1. ## Tank Problem

A tank has some stochastic inflow of water, a water level and some deterministic outflow for different time steps. What I need is the probability density function for the water level in the tank at time step t+1, $\displaystyle T_{t+1}(n)$.

The probability density function for the inflow is given by $\displaystyle G_t(i)$ , the outflow by u and the tank level at time $\displaystyle t_0=n_0$. The inflow is assumed to be independent between the time steps.

Does anyone have some suggestions?

2. Originally Posted by Robert Hall
A tank has some stochastic inflow of water, a water level and some deterministic outflow for different time steps.

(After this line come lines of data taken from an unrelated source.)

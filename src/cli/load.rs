//! Parameter loading command

use anyhow::{Context, Result};
use clap::Args;
use std::io::Write;
use std::path::PathBuf;
use std::sync::Arc;

use super::exec::run_command;
use super::utils::parse_csv;
use crate::config::{
    load_config, load_paths_file, merge_cli_with_config, CliOverrides, Settings,
    DEFAULT_PATHS_FILE,
};
use crate::error::Error;
use crate::fetch::{ParameterFetcher, Retrier};
use crate::project::{project, CollisionPolicy, EnvVars};
use crate::render::{render, OutputFormat};
use crate::store::{ParameterStore, SsmStore};

#[derive(Args)]
pub struct LoadArgs {
    /// Path hierarchies to load (comma-separated, e.g. '/prod/app/,/prod/shared/')
    #[arg(short, long, env = "SSM_PATHS", value_name = "PATHS")]
    pub paths: Option<String>,

    /// Only load parameters carrying these tag keys (comma-separated)
    #[arg(short, long, env = "SSM_TAGS", value_name = "TAGS")]
    pub tags: Option<String>,

    /// AWS region of the parameter store
    #[arg(long, env = "SSM_REGION", value_name = "REGION")]
    pub region: Option<String>,

    /// Retries after a throttled request before giving up
    #[arg(long, env = "SSM_MAX_RETRIES", value_name = "N")]
    pub max_retries: Option<u32>,

    /// Upper bound of the random pause between throttled retries
    #[arg(long, env = "SSM_MAX_BACKOFF_MS", value_name = "MS")]
    pub max_backoff_ms: Option<u64>,

    /// Give up if loading takes longer than this (0 disables)
    #[arg(long, env = "SSM_TIMEOUT", value_name = "SECS")]
    pub timeout: Option<u64>,

    /// Output format
    #[arg(short, long, value_enum)]
    pub format: Option<OutputFormat>,

    /// What to do when two parameters map to the same variable name
    #[arg(long, value_enum, value_name = "POLICY")]
    pub on_collision: Option<CollisionPolicy>,

    /// Path to config file (ssm-env.toml or ssm-env.yml)
    #[arg(short = 'c', long, value_name = "FILE")]
    pub config: Option<PathBuf>,

    /// File listing one path per line, used when no paths or tags are given
    #[arg(long, value_name = "FILE")]
    pub paths_file: Option<PathBuf>,

    /// Run this command with the parameters in its environment instead of printing them
    #[arg(last = true, value_name = "COMMAND")]
    pub command: Vec<String>,
}

impl LoadArgs {
    fn overrides(&self) -> CliOverrides {
        CliOverrides {
            paths: parse_csv(&self.paths),
            tags: parse_csv(&self.tags),
            region: self.region.clone(),
            max_retries: self.max_retries,
            max_backoff_ms: self.max_backoff_ms,
            timeout_secs: self.timeout,
            format: self.format,
            on_collision: self.on_collision,
        }
    }
}

pub fn run(args: LoadArgs) -> Result<i32> {
    let cwd = std::env::current_dir().context("Failed to resolve working directory")?;

    let file_config = load_config(&cwd, args.config.as_deref())
        .map_err(|e| Error::Config(format!("{e:#}")))?;

    let paths_file = args.paths_file.clone();
    let settings = merge_cli_with_config(file_config, args.overrides(), || match paths_file {
        Some(path) => load_paths_file(&path, true),
        None => load_paths_file(&cwd.join(DEFAULT_PATHS_FILE), false),
    })?;

    tracing::debug!(
        paths = settings.selection.paths().len(),
        tags = settings.selection.tags().len(),
        region = ?settings.region,
        "Resolved settings"
    );

    let runtime = tokio::runtime::Builder::new_current_thread()
        .enable_all()
        .build()
        .context("Failed to start async runtime")?;

    let vars = runtime.block_on(async {
        let store = SsmStore::connect(settings.region.as_deref()).await;
        load_env_vars(Arc::new(store), &settings).await
    })?;

    if vars.is_empty() {
        tracing::warn!("No parameters matched the selection");
    }

    if !args.command.is_empty() {
        return run_command(&args.command, &vars);
    }

    let rendered = render(&vars, settings.format)?;
    let mut stdout = std::io::stdout().lock();
    stdout.write_all(rendered.as_bytes()).context("Failed writing to stdout")?;
    stdout.flush().context("Failed writing to stdout")?;
    Ok(0)
}

/// One fetch-and-project cycle against `store`.
///
/// Nothing is returned unless every store call succeeds.
pub async fn load_env_vars(
    store: Arc<dyn ParameterStore>,
    settings: &Settings,
) -> Result<EnvVars, Error> {
    let mut retrier = Retrier::new(settings.retry);
    if let Some(timeout) = settings.timeout {
        retrier = retrier.with_timeout(timeout);
    }

    let fetcher = ParameterFetcher::new(store, retrier);
    let params = fetcher.fetch(&settings.selection).await?;
    project(&params, settings.on_collision)
}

What I need is the probability density function for the water level in the tank at time step t+1, $\displaystyle T_{t+1}(n)$.

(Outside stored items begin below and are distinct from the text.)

//! Projection of hierarchical parameter names onto flat environment variables

use crate::domain::{Parameter, PATH_SEPARATOR};
use crate::error::Error;
use serde::{Deserialize, Serialize};
use std::collections::BTreeMap;

/// What to do when two parameters map to the same variable name.
#[derive(Debug, Clone, Copy, PartialEq, Eq, Default, Serialize, Deserialize, clap::ValueEnum)]
#[serde(rename_all = "lowercase")]
pub enum CollisionPolicy {
    /// Later parameters replace earlier ones.
    #[default]
    Overwrite,
    /// Fail the run.
    Error,
}

/// Variable name to value, ordered by name.
pub type EnvVars = BTreeMap<String, String>;

/// `/prod/app/db_host` -> `DB_HOST`.
pub fn env_name(parameter_name: &str) -> String {
    let segment = parameter_name.rsplit(PATH_SEPARATOR).next().unwrap_or(parameter_name);
    segment.to_uppercase()
}

/// Map parameters to variables in iteration order, applying `policy` on collisions.
pub fn project<'a, I>(params: I, policy: CollisionPolicy) -> Result<EnvVars, Error>
where
    I: IntoIterator<Item = &'a Parameter>,
{
    let mut vars = EnvVars::new();
    let mut sources: BTreeMap<String, &str> = BTreeMap::new();

    for param in params {
        let name = env_name(&param.name);
        if name.is_empty() {
            tracing::warn!(parameter = %param.name, "Skipping parameter with empty final segment");
            continue;
        }

        if let Some(previous) = sources.insert(name.clone(), &param.name) {
            match policy {
                CollisionPolicy::Overwrite => tracing::warn!(
                    variable = %name,
                    previous,
                    replacement = %param.name,
                    "Variable name collision, keeping the later parameter"
                ),
                CollisionPolicy::Error => {
                    return Err(Error::NameCollision {
                        name,
                        first: previous.to_string(),
                        second: param.name.clone(),
                    })
                }
            }
        }
        vars.insert(name, param.value.clone());
    }

    Ok(vars)
}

The probability density function for the inflow is given by $\displaystyle G_t(i)$ , the outflow by u and the tank level at time $\displaystyle t_0=n_0$. The inflow is assumed to be independent between the time steps.

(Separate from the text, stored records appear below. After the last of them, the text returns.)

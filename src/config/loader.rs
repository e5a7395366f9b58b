//! Config file and paths file loading

use crate::cli::utils::split_csv;
use crate::project::CollisionPolicy;
use crate::render::OutputFormat;
use anyhow::{Context, Result};
use serde::{Deserialize, Deserializer};
use std::fs;
use std::path::{Path, PathBuf};

/// Paths file read when no selection is given anywhere else.
pub const DEFAULT_PATHS_FILE: &str = "ssm_paths.txt";

const SECTION: &str = "ssm-env";

/// Settings that may come from a config file. Every field is optional.
#[derive(Debug, Clone, Default, PartialEq, Eq, Deserialize)]
#[serde(default, deny_unknown_fields)]
pub struct FileConfig {
    #[serde(deserialize_with = "string_or_list")]
    pub paths: Vec<String>,
    #[serde(deserialize_with = "string_or_list")]
    pub tags: Vec<String>,
    pub region: Option<String>,
    pub max_retries: Option<u32>,
    pub max_backoff_ms: Option<u64>,
    pub timeout_secs: Option<u64>,
    pub format: Option<OutputFormat>,
    pub on_collision: Option<CollisionPolicy>,
}

/// Accept either `"a, b"` or `["a", "b"]`.
fn string_or_list<'de, D>(deserializer: D) -> Result<Vec<String>, D::Error>
where
    D: Deserializer<'de>,
{
    #[derive(Deserialize)]
    #[serde(untagged)]
    enum StringOrList {
        One(String),
        Many(Vec<String>),
    }

    Ok(match StringOrList::deserialize(deserializer)? {
        StringOrList::One(s) => split_csv(&s),
        StringOrList::Many(items) => {
            items.iter().map(|s| s.trim()).filter(|s| !s.is_empty()).map(str::to_string).collect()
        }
    })
}

/// Load the config file named on the command line, or the first one found in `dir`.
///
/// An explicit file that cannot be read or parsed is an error. A discovered
/// file that fails to parse is reported and ignored.
pub fn load_config(dir: &Path, config_path: Option<&Path>) -> Result<FileConfig> {
    let config_path_provided = config_path.is_some();

    let discovered = match config_path {
        Some(path) => Some(path.to_path_buf()),
        None => discover_config(dir),
    };

    let Some(config_file) = discovered else {
        return Ok(FileConfig::default());
    };

    let content = fs::read_to_string(&config_file)
        .with_context(|| format!("Failed reading config file: {}", config_file.display()))?;

    let ext = config_file.extension().and_then(|e| e.to_str()).unwrap_or("").to_ascii_lowercase();

    let parsed = match ext.as_str() {
        "toml" => parse_toml_config(&content, &config_file),
        "yaml" | "yml" => parse_yaml_config(&content, &config_file),
        other => Err(anyhow::anyhow!(
            "Unsupported config extension '.{}' for file {}",
            other,
            config_file.display()
        )),
    };

    match parsed {
        Ok(cfg) => {
            tracing::debug!(file = %config_file.display(), "Loaded config file");
            Ok(cfg)
        }
        Err(e) if config_path_provided => Err(e),
        Err(e) => {
            tracing::warn!(
                "Ignoring auto-discovered config {}: {:#}",
                config_file.display(),
                e
            );
            Ok(FileConfig::default())
        }
    }
}

/// Parse TOML config, allowing settings nested under an `[ssm-env]` table.
fn parse_toml_config(content: &str, config_file: &Path) -> Result<FileConfig> {
    let raw: toml::Value = toml::from_str(content)
        .with_context(|| format!("Invalid TOML syntax: {}", config_file.display()))?;

    let config_val = match raw.get(SECTION) {
        Some(nested) => nested.clone(),
        None => raw,
    };

    config_val.try_into().with_context(|| format!("Invalid TOML config: {}", config_file.display()))
}

/// Parse YAML config, allowing settings nested under an `ssm-env` key.
fn parse_yaml_config(content: &str, config_file: &Path) -> Result<FileConfig> {
    let raw: serde_yaml::Value = serde_yaml::from_str(content)
        .with_context(|| format!("Invalid YAML syntax: {}", config_file.display()))?;

    let config_val = match raw.get(SECTION) {
        Some(nested) => nested.clone(),
        None => raw,
    };

    serde_yaml::from_value(config_val)
        .with_context(|| format!("Invalid YAML config: {}", config_file.display()))
}

fn discover_config(dir: &Path) -> Option<PathBuf> {
    let candidates = ["ssm-env.toml", ".ssm-env.toml", "ssm-env.yml", "ssm-env.yaml"];

    candidates.iter().map(|c| dir.join(c)).find(|path| path.is_file())
}

/// Read one path per line, skipping blank lines and `#` comments.
///
/// A missing file yields no paths unless it was named explicitly.
pub fn load_paths_file(path: &Path, explicit: bool) -> Result<Vec<String>> {
    if !explicit && !path.exists() {
        return Ok(Vec::new());
    }

    let content = fs::read_to_string(path)
        .with_context(|| format!("Failed reading paths file: {}", path.display()))?;

    let paths: Vec<String> = content
        .lines()
        .map(str::trim)
        .filter(|line| !line.is_empty() && !line.starts_with('#'))
        .map(str::to_string)
        .collect();

    tracing::debug!(file = %path.display(), count = paths.len(), "Read paths file");
    Ok(paths)
}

Does anyone have some suggestions?
What happens when there is insufficent water in the tank to support the outflow?

If we allow a water debt when there is insufficient to support the outflow (so the outflow is maintained ) then the water content of the tank at epoc $\displaystyle t$ is the original level plus the inflows minus the outflows. Thus we would only need to know the distribution of the RV representing the total inflow up to epoc $\displaystyle t$:

$\displaystyle C_t=\sum_{i=1}^t I_i$

where $\displaystyle I_i$ is the RV representing the inflow between $\displaystyle t=i-1$ and $\displaystyle t=i$

CB

3. I was thinking something like this:
Say that X is the water level at time t=1 and that Y is the water level at time t=0. Then

$\displaystyle f_{X \mid Y=n_0}(n) = \frac{f_{X,Y}(n,n_o)}{f_Y(n_0)}$

$\displaystyle f_{X,Y}(n,n_o)=f_Y(n_0) f_{X \mid Y=n_0}(n)$

$\displaystyle f_{X}(n)=\int f_Y(n_0) f_{X \mid Y=n_0}(n) dn_0$

Where $\displaystyle f_{X}(n)$ is the probability density function for the water level at time t+1.

$\displaystyle f_Y(n_0)$ should be given by
$\displaystyle f_Y(n_0) = G_0(i)-u+n_0$

But what is $\displaystyle f_{X \mid Y=n_0}(n) ?$